Déserts
Grains de folie
Présenté à la Quinzaine des cinéastes lors du dernier Festival de Cannes, Déserts dessine le portrait d’un Maroc désossé par la prédation capitaliste. La violence du constat n’empêche pas l’humour, et Faouzi Bensaïdi s’affirme, avec Elia Suleiman ou Aki Kaurismäki, comme un maître burlesque contemporain.

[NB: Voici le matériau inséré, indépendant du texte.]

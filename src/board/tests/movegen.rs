//! Legal move generation: forced captures, chains and directions.

use crate::board::{Board, BoardBuilder, Move, Side};

fn sorted(mut moves: Vec<Move>) -> Vec<String> {
    let mut out: Vec<String> = moves.drain(..).map(|m| m.to_string()).collect();
    out.sort();
    out
}

#[test]
fn starting_position_has_seven_moves_each_side() {
    let own = Board::starting(Side::Own).find_possible_moves();
    assert_eq!(
        own,
        vec![
            Move::normal(8, 12),
            Move::normal(8, 13),
            Move::normal(9, 13),
            Move::normal(9, 14),
            Move::normal(10, 14),
            Move::normal(10, 15),
            Move::normal(11, 15),
        ]
    );

    let other = Board::starting(Side::Other).find_possible_moves();
    assert_eq!(
        sorted(other),
        vec!["0 20 16", "0 21 16", "0 21 17", "0 22 17", "0 22 18", "0 23 18", "0 23 19"]
    );
}

#[test]
fn capture_is_forced() {
    // own man on (2,3), other man on (3,2), landing square (4,1) free
    let board = BoardBuilder::new()
        .man(9, Side::Own)
        .man(13, Side::Other)
        .build();
    assert_eq!(board.find_possible_moves(), vec![Move::jump(&[9, 16])]);
}

#[test]
fn capture_blocked_by_occupied_landing() {
    let board = BoardBuilder::new()
        .man(9, Side::Own)
        .man(13, Side::Other)
        .man(16, Side::Other)
        .build();
    assert_eq!(board.find_possible_moves(), vec![Move::normal(9, 14)]);
}

#[test]
fn chains_are_maximal() {
    let board = BoardBuilder::new()
        .man(1, Side::Own)
        .man(5, Side::Other)
        .man(13, Side::Other)
        .build();
    assert_eq!(board.find_possible_moves(), vec![Move::jump(&[1, 8, 17])]);
}

#[test]
fn shorter_chains_come_first() {
    let board = BoardBuilder::new()
        .man(1, Side::Own)
        .man(5, Side::Other)
        .man(6, Side::Other)
        .man(13, Side::Other)
        .build();
    assert_eq!(
        board.find_possible_moves(),
        vec![Move::jump(&[1, 10]), Move::jump(&[1, 8, 17])]
    );
}

#[test]
fn every_piece_with_a_capture_is_listed() {
    let board = BoardBuilder::new()
        .man(8, Side::Own)
        .man(9, Side::Own)
        .man(10, Side::Own)
        .man(13, Side::Other)
        .build();
    assert_eq!(
        sorted(board.find_possible_moves()),
        vec!["1 8 17", "1 9 16"]
    );
}

#[test]
fn men_do_not_capture_backward() {
    let board = BoardBuilder::new()
        .man(17, Side::Own)
        .man(13, Side::Other)
        .build();
    assert_eq!(
        board.find_possible_moves(),
        vec![Move::normal(17, 21), Move::normal(17, 22)]
    );
}

#[test]
fn kings_capture_backward() {
    let board = BoardBuilder::new()
        .king(17, Side::Own)
        .man(13, Side::Other)
        .build();
    assert_eq!(board.find_possible_moves(), vec![Move::jump(&[17, 8])]);
}

#[test]
fn kings_step_in_four_directions() {
    let board = BoardBuilder::new().king(17, Side::Own).build();
    assert_eq!(
        sorted(board.find_possible_moves()),
        vec!["0 17 13", "0 17 14", "0 17 21", "0 17 22"]
    );
}

#[test]
fn other_men_move_toward_row_zero() {
    let board = BoardBuilder::new()
        .man(17, Side::Other)
        .side_to_move(Side::Other)
        .build();
    assert_eq!(
        board.find_possible_moves(),
        vec![Move::normal(17, 13), Move::normal(17, 14)]
    );

    let capture = BoardBuilder::new()
        .man(17, Side::Other)
        .man(13, Side::Own)
        .side_to_move(Side::Other)
        .build();
    assert_eq!(capture.find_possible_moves(), vec![Move::jump(&[17, 8])]);
}

#[test]
fn king_loop_cannot_land_on_its_origin() {
    // Four men around (2,3): a full loop would end on the start cell.
    let board = BoardBuilder::new()
        .king(9, Side::Own)
        .man(13, Side::Other)
        .man(14, Side::Other)
        .man(21, Side::Other)
        .man(22, Side::Other)
        .build();
    let moves = board.find_possible_moves();
    assert_eq!(
        moves,
        vec![Move::jump(&[9, 16, 25, 18]), Move::jump(&[9, 18, 25, 16])]
    );
    assert!(moves.iter().all(|m| m.to() != Some(9)));
}

#[test]
fn move_generation_leaves_board_untouched() {
    let board = BoardBuilder::new()
        .king(9, Side::Own)
        .man(13, Side::Other)
        .man(14, Side::Other)
        .man(21, Side::Other)
        .build();
    let before = board.clone();
    let _ = board.find_possible_moves();
    assert_eq!(board, before);
}

#[test]
fn no_moves_means_game_over() {
    let blocked = BoardBuilder::new()
        .man(0, Side::Own)
        .man(4, Side::Other)
        .man(5, Side::Other)
        .man(9, Side::Other)
        .build();
    assert!(blocked.game_over());
    assert!(blocked.game_over_with(&blocked.find_possible_moves()));

    let empty = BoardBuilder::new().man(20, Side::Other).build();
    assert!(empty.game_over());
    assert!(!Board::new().game_over());
}
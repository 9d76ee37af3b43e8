//! Checkers board representation and game logic.
//!
//! 32 playable cells, forced captures with maximal multi-jump chains and
//! promotion on the far row.
//!
//! # Example
//! ```
//! use checkers_engine::board::Board;
//!
//! let board = Board::new();
//! let moves = board.find_possible_moves();
//! println!("Starting position has {} legal moves", moves.len());
//! ```

mod builder;
mod error;
mod eval;
mod make_move;
mod movegen;
mod search;
mod state;
mod tables;
mod types;

#[cfg(test)]
mod tests;

// Public API - types users need
pub use builder::BoardBuilder;
pub use error::{BoardError, MoveParseError};
pub use eval::EvalParams;
pub use state::{Board, BoardKey};
pub use types::{
    cell_to_col, cell_to_row, is_dark, row_col_to_cell, Cell, Chain, EndReason, Move, Piece, Side,
    CELL_EMPTY, CELL_INVALID, CELL_KING, CELL_OTHER, CELL_OWN, MAX_CHAIN_CELLS, MAX_WIRE_CELLS,
    NUM_CELLS, NUM_ROWS, PIECES_PER_SIDE,
};

// Public API - search functions and configuration
pub use search::{
    find_best_move, search, search_fixed_depth, SearchConfig, SearchResult, SearchState,
};

// Search internals for callers who need fine-grained control
pub use search::constants::{
    DEFAULT_MAX_DEPTH, DEFAULT_MEMO_CAPACITY, DEFAULT_MOVE_OVERHEAD_MS, LOSS, MAX_PLY, WIN,
};
pub use search::{Bound, Interrupted, Memo, MemoEntry, SearchParams, SearchStats};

Doucement soulevée par le vent, la carte ondule. Soudain emportée, elle flotte et roule dans un paysage de pierres. Littéralement déroutés, Mehdi et Hamid n’en essaient pas moins d’accomplir leur besogne. Employés d’une importante société de recouvrement installée à Casablanca, ils sillonnent les régions montagneuses du Maroc dans le but de soutirer quelques traites. Donnant au film son air de road movie, la démarche offre surtout l’occasion de dresser un état des lieux du pays. Contracté en raison d’un mariage, d’une facture de médecin ou d’un passage de l’autre côté de la Méditerranée, chaque crédit est l’indice d’un espoir autant que d’une défaillance sociale. Pour peindre ce tableau, Déserts ne refuse pas la satire. Son registre est toutefois un burlesque lent, porté par un remarquable duo d’acteurs. OEil sombre et mèches tombantes, Abdelhadi Talbi donne corps à une nervosité impuissante, tandis que Fehd Benchemsi se distingue par sa placidité et ses bonnes manières. La mise en scène de Faouzi Bensaïdi hérite de Jacques Tati, jouant des ruses de l’espace pour créer des gags savoureux, parfois teintés de mélancolie. Célébrant les noces de la poussière et du soleil, l’oeuvre fait du désert une étendue sublime hors de l’emprise du pouvoir.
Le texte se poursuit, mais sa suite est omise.